Started working outside at about 10:30 AM. About noon I came inside and ate leftover chicken wings so that I could take my meds. Back to the mud pit for more home renovation fun. Finished cutting the pilings under the floor to get the all the same height and to accommodate the new 6×6 beam that I intended to install. Mission accomplished at about 1:30 PM. That is where the real fun began. I wrestled that big rascal up and onto the jacking platform, a 4’x12’x14′ that I put in place last week I was slipping and sliding, but no “peeping and hiding” all over the place trying to lift the thing almost 5 feet and make it stay on the platform. If there were two men lifting it would have been over in minutes. BTW Summer could not even pick up one end of it. This wresting match lasted for close to an hour. I would get one end about where it needed to be and then pickup the other end to lift it. That would cause it all to slip back into the mud. Each of these events left me on my knees in the mud. Knowing that doing the same thing over and over expecting a different result is the definition of insanity, I decided to try something different. I lifted the miscreant end up and onto the platform, took a short piece of rope and tied it to one of the pilings. When I lifted the other end it stayed on the platform and with a bit of slippy sliding in the mud, I got the other end onto the platform. YEA!!!!! That only took just over an hour from start to finish. Had I been about half smart, I’d have tied the thing on the first time. Like my Grandmother used to say “Live and learn then die and forget it all”.
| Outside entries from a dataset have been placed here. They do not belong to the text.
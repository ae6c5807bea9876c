use crate::error::{PluginError, PluginResult};
use serde::Deserialize;
use serde_json::Value;

/// A request the host is allowed to make, as listed in the manifest.
/// `*` in the url matches any run of characters.
#[derive(Debug, Clone, Deserialize)]
pub struct RequestRule {
    pub url: String,
    pub method: String,
}

#[derive(Debug, Clone, Deserialize)]
struct Step {
    action: String,
}

/// The plugin manifest handed to the host by `config()`.
///
/// The raw document is kept as loaded so the host receives it unmodified; the
/// typed parts are only used for validation.
#[derive(Debug, Clone)]
pub struct Manifest {
    raw: Value,
    steps: Vec<Step>,
    requests: Vec<RequestRule>,
}

#[derive(Deserialize)]
struct ManifestView {
    #[serde(default)]
    steps: Vec<Step>,
    #[serde(default)]
    requests: Vec<RequestRule>,
}

impl Manifest {
    /// The manifest compiled into the plugin.
    pub fn bundled() -> PluginResult<Self> {
        Self::parse(super::BUNDLED_MANIFEST)
    }

    pub fn parse(raw: &str) -> PluginResult<Self> {
        let raw: Value = serde_json::from_str(raw)
            .map_err(|e| PluginError::Config(format!("manifest is not valid JSON: {e}")))?;
        let view = ManifestView::deserialize(&raw)
            .map_err(|e| PluginError::Config(format!("manifest has an unexpected shape: {e}")))?;

        Ok(Self {
            raw,
            steps: view.steps,
            requests: view.requests,
        })
    }

    pub fn as_value(&self) -> &Value {
        &self.raw
    }

    /// Step actions, in the order the host runs them.
    pub fn actions(&self) -> impl Iterator<Item = &str> {
        self.steps.iter().map(|step| step.action.as_str())
    }

    pub fn requests(&self) -> &[RequestRule] {
        &self.requests
    }

    /// Whether the host will accept a request to `url` with `method`.
    pub fn allows(&self, url: &str, method: &str) -> bool {
        self.requests
            .iter()
            .any(|rule| rule.method.eq_ignore_ascii_case(method) && glob_match(&rule.url, url))
    }
}

fn glob_match(pattern: &str, text: &str) -> bool {
    let segments: Vec<&str> = pattern.split('*').collect();
    let Some((first, rest)) = segments.split_first() else {
        return text.is_empty();
    };
    let Some(mut remaining) = text.strip_prefix(first) else {
        return false;
    };
    let Some((last, middle)) = rest.split_last() else {
        return remaining.is_empty();
    };

    for segment in middle {
        match remaining.find(segment) {
            Some(at) => remaining = &remaining[at + segment.len()..],
            None => return false,
        }
    }

    remaining.ends_with(last)
}
use crate::dispatch::OPERATIONS;
use crate::error::{PluginError, PluginResult};
use crate::host::{Host, API_CONTRACT_KEY};
use derive_builder::Builder;
use tracing::{debug, info};
use url::Url;

pub mod contract;
pub mod manifest;

pub use contract::{AccountContract, ApiContract, TweetDetailContract};
pub use manifest::{Manifest, RequestRule};

const BUNDLED_MANIFEST: &str = include_str!("../../assets/config.json");
const BUNDLED_CONTRACT: &str = include_str!("../../assets/contract.json");

/// Everything the plugin reads at startup: the manifest it hands to the host
/// and the API contract its requests are built from.
#[derive(Builder, Clone, Debug)]
#[builder(pattern = "owned")]
pub struct PluginConfig {
    pub(crate) manifest: Manifest,
    pub(crate) contract: ApiContract,
}

impl PluginConfig {
    pub fn builder() -> PluginConfigBuilder {
        PluginConfigBuilder::default()
    }

    /// The configuration compiled into the plugin.
    pub fn bundled() -> PluginResult<Self> {
        Self::from_parts(BUNDLED_MANIFEST, BUNDLED_CONTRACT)
    }

    /// Bundled manifest plus the host's `apiContract`, if it set one.
    pub fn load<H: Host>(host: &H) -> PluginResult<Self> {
        match host.read_config(API_CONTRACT_KEY).map_err(PluginError::Host)? {
            Some(contract) => {
                let config = Self::from_parts(BUNDLED_MANIFEST, &contract)?;
                info!(
                    "Using host supplied API contract `{}`",
                    config.contract.version
                );
                Ok(config)
            }
            None => Self::bundled(),
        }
    }

    pub fn from_parts(manifest: &str, contract: &str) -> PluginResult<Self> {
        let manifest = Manifest::parse(manifest)?;
        let contract: ApiContract = serde_json::from_str(contract)
            .map_err(|e| PluginError::Config(format!("API contract is malformed: {e}")))?;

        let config = Self::builder()
            .manifest(manifest)
            .contract(contract)
            .build()
            .map_err(|e| PluginError::Config(e.to_string()))?;

        config.validate()?;
        debug!("Loaded API contract `{}`", config.contract.version);

        Ok(config)
    }

    pub fn manifest(&self) -> &Manifest {
        &self.manifest
    }

    pub fn contract(&self) -> &ApiContract {
        &self.contract
    }

    fn validate(&self) -> PluginResult<()> {
        let contract = &self.contract;

        if contract.allowed_hosts.is_empty() {
            return Err(PluginError::Config("no allowed hosts configured".into()));
        }

        Url::parse(&contract.fallback_url).map_err(|e| {
            PluginError::Config(format!(
                "fallback url `{}` is invalid: {e}",
                contract.fallback_url
            ))
        })?;

        let endpoints = [
            contract.account.endpoint.clone(),
            contract.tweet_detail.operation_url(),
        ];
        for endpoint in endpoints {
            if !self.manifest.allows(&endpoint, "GET") {
                return Err(PluginError::Config(format!(
                    "endpoint `{endpoint}` is not listed in the manifest requests"
                )));
            }
        }

        if let Some(action) = self.manifest.actions().find(|a| !OPERATIONS.contains(a)) {
            return Err(PluginError::Config(format!(
                "manifest step `{action}` is not an exported operation"
            )));
        }

        let handlers = [
            contract.account.secret_response.as_deref(),
            contract.tweet_detail.secret_response.as_deref(),
        ];
        if let Some(handler) = handlers
            .into_iter()
            .flatten()
            .find(|h| !OPERATIONS.contains(h))
        {
            return Err(PluginError::Config(format!(
                "secret response handler `{handler}` is not an exported operation"
            )));
        }

        Ok(())
    }
}

#[cfg(test)]
mod tests {
    use super::*;
    use crate::host::mock::MockHost;
    use serde_json::Value;

    fn bundled_contract() -> Value {
        serde_json::from_str(BUNDLED_CONTRACT).unwrap()
    }

    #[test]
    fn test_bundled_config_is_valid() {
        let config = PluginConfig::bundled().unwrap();
        assert_eq!(config.manifest().requests().len(), 2);
        assert_eq!(config.contract().fallback_url, "https://x.com");
    }

    #[test]
    fn test_host_contract_replaces_bundled() {
        let mut contract = bundled_contract();
        contract["version"] = "injected".into();
        contract["tweetDetail"]["queryId"] = "NewQueryId".into();

        let host = MockHost::new().with_config(API_CONTRACT_KEY, &contract.to_string());
        let config = PluginConfig::load(&host).unwrap();

        assert_eq!(config.contract().version, "injected");
        assert_eq!(config.contract().tweet_detail.query_id, "NewQueryId");
    }

    #[test]
    fn test_endpoint_outside_manifest_is_rejected() {
        let mut contract = bundled_contract();
        contract["account"]["endpoint"] = "https://api.x.com/1.1/users/show.json".into();

        let err = PluginConfig::from_parts(BUNDLED_MANIFEST, &contract.to_string()).unwrap_err();
        assert!(matches!(err, PluginError::Config(_)));
    }

    #[test]
    fn test_empty_allowed_hosts_is_rejected() {
        let mut contract = bundled_contract();
        contract["allowedHosts"] = Value::Array(vec![]);

        let err = PluginConfig::from_parts(BUNDLED_MANIFEST, &contract.to_string()).unwrap_err();
        assert!(matches!(err, PluginError::Config(_)));
    }

    #[test]
    fn test_unknown_secret_response_handler_is_rejected() {
        let mut contract = bundled_contract();
        contract["account"]["secretResponse"] = "parse_profile".into();

        let err = PluginConfig::from_parts(BUNDLED_MANIFEST, &contract.to_string()).unwrap_err();
        assert!(matches!(err, PluginError::Config(_)));
    }

    #[test]
    fn test_malformed_host_contract_is_a_config_error() {
        let host = MockHost::new().with_config(API_CONTRACT_KEY, "{\"version\": 1}");
        assert!(matches!(
            PluginConfig::load(&host),
            Err(PluginError::Config(_))
        ));
    }
}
The next project was to measure the length to fit under the house and between the two jacks holding the house up high enough to get the beam in, Retrieved my electric chainsaw, scrambled around to find an extension cord and a place to plug it in. I was all set to cut the beam to length. Started to cut the beam and found that the chain was so dull that hot butter would have been a challenge for it. This led to hauling it back to the shed and picking up the gas chainsaw. Of course, it had no fuel or chain oil which triggered another time consuming search for chain oil. At last fueled and oiled I tried to start it, Twenty or thirty or who knows how many pulls on the start rope later, I gave up. I guess I’ll have to buy another $139 chainsaw before next fall. I stomped around cussing for a few minutes before I saw the case for my Porter Cable Reciprocating Saw. In the case with the the saw were several brand new 9″ blades. This saw is far better to be used as a means to destroy stuff than to attempt to cut a straight line. New blade installed and a power cord already pulled, I was able to lop the end off the beam pretty quickly. To be sure it wasn’t a straight cut but it was close enough . Anyway, another mostly unproductive hour gone.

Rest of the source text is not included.